Where a line of the material includes the string "have", copy that line.
****
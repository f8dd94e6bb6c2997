//! A height-balanced Binary Search Tree (an AVL tree) over a single element type, plus a cursor
//! that walks it in order and notices when the tree changed underneath it.
//!
//! ## Binary Search Tree
//!
//! A Binary Search Tree is a data structure supporting operations to
//! add, find, and remove stored elements. BSTs are typically defined
//! recursively using the notion of a `Node`. A `Node` stores an element
//! and will sometimes have child `Node`s. The most important invariants of a BST are:
//!
//! 1. For every `Node` in a BST, all the `Node`s in its left subtree have an
//!    element less than its own element.
//! 2. For every `Node` in a BST, all the `Node`s in its right subtree have an
//!    element greater than its own element.
//!
//! Searching takes `O(height)`. An AVL tree additionally keeps, for every `Node`, the heights of
//! its two subtrees within one of each other. That bounds the height by roughly `1.44 lg N`, so
//! every operation is `O(lg N)`.
//!
//! ## Ordering
//!
//! "Less", "greater" and "equal" are whatever the tree's [`Comparator`] says. Two elements the
//! comparator calls equal are the same entry: adding the second overwrites the first.
//!
//! ## Walking a tree
//!
//! [`Tree::iter`] borrows the tree, so the compiler rules out changes while it is alive.
//! [`Tree::cursor`] hands out a [`Cursor`] that doesn't borrow the tree between steps. Instead the
//! tree counts structural changes in its *epoch* and the cursor refuses to step once that count has
//! moved on.
//!
//! ```
//! use avl_bst::{Error, Tree};
//!
//! let mut tree: Tree<_> = vec![5, 3, 8, 1, 4, 7, 9, 2, 6].into_iter().collect();
//! assert_eq!(tree.iter().copied().collect::<Vec<_>>(), [1, 2, 3, 4, 5, 6, 7, 8, 9]);
//!
//! let mut cursor = tree.cursor();
//! assert_eq!(cursor.next(&tree), Ok(&1));
//!
//! tree.remove(&3);
//! assert!(matches!(cursor.next(&tree), Err(Error::Modified { .. })));
//! ```

#![deny(missing_docs, clippy::clone_on_ref_ptr)]

pub mod compare;
mod cursor;
mod error;
mod iter;
mod lexicon;
mod tree;
mod util;


pub use compare::{Comparator, Natural};
pub use cursor::Cursor;
pub use error::{Error, Result};
pub use iter::Iter;
pub use lexicon::Lexicon;
pub use tree::Tree;
//! A self-balancing Binary Search Tree (specifically, an AVL tree) over a single element type. The
//! element is its own key: elements that compare equal under the tree's [`Comparator`] are the same
//! entry, so adding one overwrites the other.
//!
//! # Examples
//!
//! ```
//! use avl_bst::Tree;
//!
//! let mut tree = Tree::new();
//!
//! // Nothing in here yet.
//! assert_eq!(tree.find(&1), None);
//!
//! assert!(tree.add(1));
//! assert_eq!(tree.find(&1), Some(&1));
//!
//! // Adding an equal element overwrites it and reports that no node was created.
//! assert!(!tree.add(1));
//! assert_eq!(tree.size(), 1);
//!
//! assert!(tree.remove(&1));
//! assert!(tree.is_empty());
//! ```

use std::cmp::Ordering;
use std::fmt;
use std::iter::FromIterator;
use std::mem;
use std::sync::atomic::{self, AtomicU64};

use crate::compare::{Comparator, Natural};
use crate::cursor::Cursor;
use crate::iter::Iter;
use crate::util::{Insertion, Removal};

const LEFT_HEAVY: i8 = -1;
const EVEN: i8 = 0;
const RIGHT_HEAVY: i8 = 1;

/// Source of the identities cursors use to recognise the tree they were bound to.
static NEXT_TREE_ID: AtomicU64 = AtomicU64::new(0);

pub(crate) type Link<T> = Option<Box<Node<T>>>;

/// A self-balancing Binary Search Tree. This can be used for adding, finding, and removing
/// elements, and for visiting them in ascending order.
///
/// `C` decides the order. It defaults to [`Natural`], the element type's own [`Ord`].
pub struct Tree<T, C = Natural> {
    root: Link<T>,
    len: usize,
    /// Bumped once for every node created or removed, and on `clear`. Never on overwrite.
    epoch: u64,
    id: u64,
    comparator: C,
}

impl<T> Tree<T>
where
    T: Ord,
{
    /// Generate a new, empty `Tree` ordered by `T`'s [`Ord`] implementation.
    pub fn new() -> Self {
        Self::with_comparator(Natural)
    }
}

impl<T> Default for Tree<T>
where
    T: Ord,
{
    fn default() -> Self {
        Self::new()
    }
}
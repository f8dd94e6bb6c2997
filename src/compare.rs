//! Ordering plumbing for [`Tree`][crate::Tree].
//!
//! Every ordering decision a tree makes (where to descend, whether an `add` overwrites, which
//! element `find` returns) goes through a [`Comparator`]. Element types with a total order can use
//! [`Natural`]; anything else supplies its own comparator when the tree is built.
//!
//! # Examples
//!
//! ```
//! use avl_bst::Tree;
//!
//! // Order (track number, title) pairs by track number only.
//! let mut album = Tree::with_comparator(|a: &(u32, char), b: &(u32, char)| a.0.cmp(&b.0));
//!
//! album.add((2, 'b'));
//! album.add((1, 'a'));
//!
//! // Same track number => overwrite.
//! assert!(!album.add((2, 'z')));
//! assert_eq!(album.find(&(2, ' ')), Some(&(2, 'z')));
//! ```

use std::cmp::Ordering;

/// A three-way comparison over `T`. `Less`, `Equal` and `Greater` play the role of a negative,
/// zero, or positive comparison result.
///
/// Implementations must describe a total order: it has to be consistent between calls, otherwise
/// lookups may miss elements that are present.
pub trait Comparator<T: ?Sized> {
    /// Compares `a` against `b`.
    fn compare(&self, a: &T, b: &T) -> Ordering;
}

/// Orders elements by their [`Ord`] implementation.
#[derive(Clone, Copy, Debug, Default, PartialEq, Eq)]
pub struct Natural;

impl<T> Comparator<T> for Natural
where
    T: Ord + ?Sized,
{
    fn compare(&self, a: &T, b: &T) -> Ordering {
        a.cmp(b)
    }
}

impl<T, F> Comparator<T> for F
where
    T: ?Sized,
    F: Fn(&T, &T) -> Ordering,
{
    fn compare(&self, a: &T, b: &T) -> Ordering {
        self(a, b)
    }
}
//! Shared data models for the GapCut pipeline.
//!
//! This crate provides Serde-serializable types for:
//! - Time intervals and keep-interval computation
//! - Encoder tiers and quality profiles
//! - Encoded segments
//! - Run identifiers and pipeline results

pub mod encoding;
pub mod interval;
pub mod run;
pub mod segment;

// Re-export common types
pub use encoding::{EncoderProfile, EncoderTier, HARDWARE_CODEC_PRIORITY};
pub use interval::{keep_intervals, Interval, IntervalError, MIN_SPAN_SECS};
pub use run::{PipelineResult, RunId};
pub use segment::Segment;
****
▶ EXERCISE RESULT
//! and will sometimes have child `Node`s. The most important invariants of a BST are:
//! 1. For every `Node` in a BST, all the `Node`s in its left subtree have an
//! 2. For every `Node` in a BST, all the `Node`s in its right subtree have an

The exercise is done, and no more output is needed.